By the third day of the political drama Ferrell’s temper was cooling and he was trying to explain that what had actually happened was different. The city only bought a few Orca cards and none of the police had told anyone to go to Seattle. Although a police report shows at least one person was put on a bus to Seattle, although it didn’t sound like she had much choice about her destination.

With only two days before his State of the City address, and possibly recognizing that he was losing the regional public relations battle, or that he may need Durkan’s support in the future, Ferrell finally turned to diplomacy and said he and Durkan had talked and that it was a “misunderstanding.” And in another Trumpian moment he blamed his own appointed communications person for the Facebook post.

He said he agreed with Durkan, and in the Seattle Times said, “She hit the nail on the head,” and that communities needed to hold up their end. Something many in Federal Way have accused Ferrell of not doing on this issue. But Ferrell also used the opportunity in a Mirror interview to criticize his council’s decision to deny his recommendation to send homeless to Burien. Ferrell forgets that his request to the Legislature was for the money to be spent in Federal Way, and the council was trying to keep the city’s word to local state legislators. Burien was Ferrell’s idea.

Just as Ferrell appeared to put the issue behind him, the two council allies undercut his state of the city address and turned it into a secondary story as Koppang called Durkan “petty,” and accused her of “grandstanding,” while Moore said Durkan was building a wall around Seattle after opposing Trump’s wall with Mexico.

Ferrell’s Facebook post caused this embarrassment, but the problem is deeper. Ferrell has not been a leader on obtaining a homeless shelter or we would have one. Reach Out and FUSION have taken on that role.

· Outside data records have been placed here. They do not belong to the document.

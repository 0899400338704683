use anyhow::Result;
use std::io::Write;

use crate::application::LedgerService;
use crate::domain::{AccountId, Principal, Statement, format_cents};

/// Output formats for rendered statements
#[derive(Debug, Clone, Copy, PartialEq, Eq)]
pub enum ExportFormat {
    Csv,
    Json,
}

impl ExportFormat {
    pub fn as_str(&self) -> &'static str {
        match self {
            ExportFormat::Csv => "csv",
            ExportFormat::Json => "json",
        }
    }

    pub fn from_str(s: &str) -> Option<Self> {
        match s.to_lowercase().as_str() {
            "csv" => Some(ExportFormat::Csv),
            "json" => Some(ExportFormat::Json),
            _ => None,
        }
    }
}

impl std::fmt::Display for ExportFormat {
    fn fmt(&self, f: &mut std::fmt::Formatter<'_>) -> std::fmt::Result {
        write!(f, "{}", self.as_str())
    }
}

/// Exporter for rendering ledger data on behalf of a caller
pub struct Exporter<'a> {
    service: &'a LedgerService,
}

impl<'a> Exporter<'a> {
    pub fn new(service: &'a LedgerService) -> Self {
        Self { service }
    }

    /// Render an account statement. Returns the number of transaction lines.
    pub async fn export_statement<W: Write>(
        &self,
        principal: &Principal,
        account_id: AccountId,
        format: ExportFormat,
        writer: W,
    ) -> Result<usize> {
        let statement = self.service.statement(principal, account_id).await?;
        match format {
            ExportFormat::Csv => write_statement_csv(&statement, writer),
            ExportFormat::Json => {
                write_statement_json(&statement, writer)?;
                Ok(statement.transactions.len())
            }
        }
    }

    /// Export the bank-wide transaction log (admin only) to CSV.
    pub async fn export_transactions_csv<W: Write>(
        &self,
        principal: &Principal,
        limit: Option<usize>,
        writer: W,
    ) -> Result<usize> {
        let transactions = self.service.all_transactions(principal, limit).await?;
        let mut csv_writer = csv::Writer::from_writer(writer);

        csv_writer.write_record([
            "id",
            "sequence",
            "timestamp",
            "type",
            "from_account",
            "to_account",
            "amount",
            "description",
        ])?;

        let mut count = 0;
        for view in &transactions {
            let tx = &view.transaction;
            csv_writer.write_record([
                tx.id.to_string(),
                tx.sequence.to_string(),
                tx.timestamp.to_rfc3339(),
                tx.transaction_type.to_string(),
                view.from_number.clone().unwrap_or_default(),
                view.to_number.clone().unwrap_or_default(),
                format_cents(tx.amount_cents),
                tx.description.clone(),
            ])?;
            count += 1;
        }

        csv_writer.flush()?;
        Ok(count)
    }
}

/// Write a statement as CSV, one row per transaction.
/// `direction` is `in` or `out` relative to the statement's account.
pub fn write_statement_csv<W: Write>(statement: &Statement, writer: W) -> Result<usize> {
    let mut csv_writer = csv::Writer::from_writer(writer);

    csv_writer.write_record([
        "timestamp",
        "type",
        "from_account",
        "to_account",
        "direction",
        "amount",
        "description",
    ])?;

    let own = statement.account.number.as_str();
    let mut count = 0;
    for line in &statement.transactions {
        let direction = if line.to_number.as_deref() == Some(own) {
            "in"
        } else {
            "out"
        };
        csv_writer.write_record([
            line.timestamp.to_rfc3339(),
            line.transaction_type.to_string(),
            line.from_number.clone().unwrap_or_default(),
            line.to_number.clone().unwrap_or_default(),
            direction.to_string(),
            format_cents(line.amount),
            line.description.clone(),
        ])?;
        count += 1;
    }

    csv_writer.flush()?;
    Ok(count)
}

/// Write a statement as pretty-printed JSON.
pub fn write_statement_json<W: Write>(statement: &Statement, writer: W) -> Result<()> {
    serde_json::to_writer_pretty(writer, statement)?;
    Ok(())
}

Ferrell could have been prepared for the storm, and had an agreement in place with an organization with trained staff to use the Federal Way Community Center as a temporary overnight shelter, as members of the council, including Deputy Mayor Susan Honda have been asking for years. The city staff have known for a long time that the New Hope Church would not be available this year, that is why they got interested in Burien. Ferrell overreacted to Durkan’s comment, which is the same one Federal Way has made in reverse. And he has set back regional relations with Seattle, and other suburban jurisdictions that have stepped up and are aware Federal Way has not. He used his own error as a means to insult and attack the majority of his own council for wanting to take care of our homeless locally after he wanted Burien.

And he followed another Trumpian move of blaming others, which undermined his leadership with city employees, by blaming a staff person for making the Facebook error. Ferrell says he was shown the language but didn’t look closely. This is not the first time Ferrell has blamed others for an error over something that is his responsibility. The buck stops at Ferrell’s desk, not somewhere else. And Mr. Mayor, you can’t bully the mayor of Seattle the same way you do many people in Federal Way. She can fight back, and did, and as the states’ most influential mayor you will need her help at some point.

Ferrell’s participation and comments after the dinner with homeless men gave me hope that Ferrell will learn and lead on the homeless issue. But in his state of the city he revisited his policy of driving them out of the town, repeating that they cannot be on either public or private property and must move.

As bad as Trump’s week was, I think Ferrell’s was worse and we really need Ferrell to learn from his mistakes — not repeat them.